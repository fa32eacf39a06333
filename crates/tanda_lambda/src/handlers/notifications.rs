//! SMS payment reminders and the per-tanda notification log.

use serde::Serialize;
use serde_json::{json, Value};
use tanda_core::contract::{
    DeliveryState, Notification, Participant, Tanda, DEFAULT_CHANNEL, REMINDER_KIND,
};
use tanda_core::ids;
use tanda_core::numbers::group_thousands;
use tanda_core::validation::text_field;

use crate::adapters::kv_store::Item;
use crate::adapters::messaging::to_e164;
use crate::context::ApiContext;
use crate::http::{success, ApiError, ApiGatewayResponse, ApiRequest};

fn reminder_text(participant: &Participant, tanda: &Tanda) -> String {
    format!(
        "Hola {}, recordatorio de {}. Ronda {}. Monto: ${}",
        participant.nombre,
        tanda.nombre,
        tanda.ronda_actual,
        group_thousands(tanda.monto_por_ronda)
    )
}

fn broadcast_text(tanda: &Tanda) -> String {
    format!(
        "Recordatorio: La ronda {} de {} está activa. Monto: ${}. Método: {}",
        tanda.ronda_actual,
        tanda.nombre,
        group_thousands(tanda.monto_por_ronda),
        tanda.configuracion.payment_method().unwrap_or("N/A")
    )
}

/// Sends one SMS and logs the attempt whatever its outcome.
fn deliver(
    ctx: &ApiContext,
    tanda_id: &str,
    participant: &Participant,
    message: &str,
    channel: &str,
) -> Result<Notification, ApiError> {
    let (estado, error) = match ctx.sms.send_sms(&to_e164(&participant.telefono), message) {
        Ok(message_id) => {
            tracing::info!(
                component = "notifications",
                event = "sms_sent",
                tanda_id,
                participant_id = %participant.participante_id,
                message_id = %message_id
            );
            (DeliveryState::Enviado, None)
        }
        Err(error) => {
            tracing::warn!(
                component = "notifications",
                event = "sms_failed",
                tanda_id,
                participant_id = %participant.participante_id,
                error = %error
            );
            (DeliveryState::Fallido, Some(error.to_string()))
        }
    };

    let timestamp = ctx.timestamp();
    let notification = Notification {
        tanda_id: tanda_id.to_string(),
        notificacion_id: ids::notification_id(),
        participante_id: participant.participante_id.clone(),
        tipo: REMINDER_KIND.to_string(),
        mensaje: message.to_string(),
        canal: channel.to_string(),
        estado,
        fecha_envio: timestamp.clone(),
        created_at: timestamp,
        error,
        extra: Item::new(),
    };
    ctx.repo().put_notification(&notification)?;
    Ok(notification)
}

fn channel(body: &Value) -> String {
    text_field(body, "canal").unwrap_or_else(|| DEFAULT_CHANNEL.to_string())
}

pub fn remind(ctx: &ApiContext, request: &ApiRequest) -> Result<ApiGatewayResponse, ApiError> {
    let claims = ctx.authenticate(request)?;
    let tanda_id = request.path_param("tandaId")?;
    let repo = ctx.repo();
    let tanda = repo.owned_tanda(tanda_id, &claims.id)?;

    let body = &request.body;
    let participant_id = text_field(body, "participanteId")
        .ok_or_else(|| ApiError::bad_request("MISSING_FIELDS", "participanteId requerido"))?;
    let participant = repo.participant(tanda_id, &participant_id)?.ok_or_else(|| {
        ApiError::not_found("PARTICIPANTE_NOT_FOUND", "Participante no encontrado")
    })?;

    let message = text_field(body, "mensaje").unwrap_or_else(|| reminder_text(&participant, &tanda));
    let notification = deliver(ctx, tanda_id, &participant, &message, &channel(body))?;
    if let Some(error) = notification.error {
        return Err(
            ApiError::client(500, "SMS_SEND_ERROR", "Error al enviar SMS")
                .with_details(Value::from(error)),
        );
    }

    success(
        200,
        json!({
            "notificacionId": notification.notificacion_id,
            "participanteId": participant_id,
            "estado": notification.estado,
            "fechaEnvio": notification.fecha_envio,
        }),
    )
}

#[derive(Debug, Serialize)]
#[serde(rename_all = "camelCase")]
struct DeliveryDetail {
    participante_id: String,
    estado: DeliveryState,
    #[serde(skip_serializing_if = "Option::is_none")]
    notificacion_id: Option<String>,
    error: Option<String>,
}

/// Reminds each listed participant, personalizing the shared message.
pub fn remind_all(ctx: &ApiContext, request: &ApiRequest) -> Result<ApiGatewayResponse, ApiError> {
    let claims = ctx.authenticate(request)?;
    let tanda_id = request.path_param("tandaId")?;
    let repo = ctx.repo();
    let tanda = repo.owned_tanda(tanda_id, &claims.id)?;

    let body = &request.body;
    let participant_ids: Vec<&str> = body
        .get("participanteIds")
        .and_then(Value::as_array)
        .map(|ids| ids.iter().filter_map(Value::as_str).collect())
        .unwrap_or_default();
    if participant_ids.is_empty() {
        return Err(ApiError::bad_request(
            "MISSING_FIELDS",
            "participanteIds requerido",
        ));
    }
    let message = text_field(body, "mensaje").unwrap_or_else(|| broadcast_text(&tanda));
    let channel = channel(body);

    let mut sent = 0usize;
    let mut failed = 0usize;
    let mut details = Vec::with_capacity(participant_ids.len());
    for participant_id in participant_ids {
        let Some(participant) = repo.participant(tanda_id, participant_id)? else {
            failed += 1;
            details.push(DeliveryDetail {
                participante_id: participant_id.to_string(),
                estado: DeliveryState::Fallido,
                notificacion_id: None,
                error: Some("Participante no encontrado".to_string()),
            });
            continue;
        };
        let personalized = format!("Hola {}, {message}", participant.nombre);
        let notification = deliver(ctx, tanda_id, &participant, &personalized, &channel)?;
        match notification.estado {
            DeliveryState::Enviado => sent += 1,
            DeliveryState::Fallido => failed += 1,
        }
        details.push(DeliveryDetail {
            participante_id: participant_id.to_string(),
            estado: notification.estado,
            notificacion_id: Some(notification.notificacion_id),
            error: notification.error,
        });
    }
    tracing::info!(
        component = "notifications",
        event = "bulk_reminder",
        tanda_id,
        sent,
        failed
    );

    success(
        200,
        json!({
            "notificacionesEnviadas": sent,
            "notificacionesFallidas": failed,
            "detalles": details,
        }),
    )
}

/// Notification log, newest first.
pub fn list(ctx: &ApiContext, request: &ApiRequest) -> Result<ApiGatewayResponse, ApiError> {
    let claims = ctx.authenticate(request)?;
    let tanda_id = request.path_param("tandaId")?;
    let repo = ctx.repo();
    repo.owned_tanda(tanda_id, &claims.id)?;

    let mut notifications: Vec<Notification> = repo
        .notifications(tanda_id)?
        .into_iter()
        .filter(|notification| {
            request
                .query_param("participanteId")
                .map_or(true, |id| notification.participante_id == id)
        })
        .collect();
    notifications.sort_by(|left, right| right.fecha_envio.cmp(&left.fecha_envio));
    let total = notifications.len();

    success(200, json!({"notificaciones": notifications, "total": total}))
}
__________________________________________________
**GOAL OF THE EXERCISE:**
State how many lines in the listing above contain "push". Nothing else is needed.

**TASK RESPONSE:**
2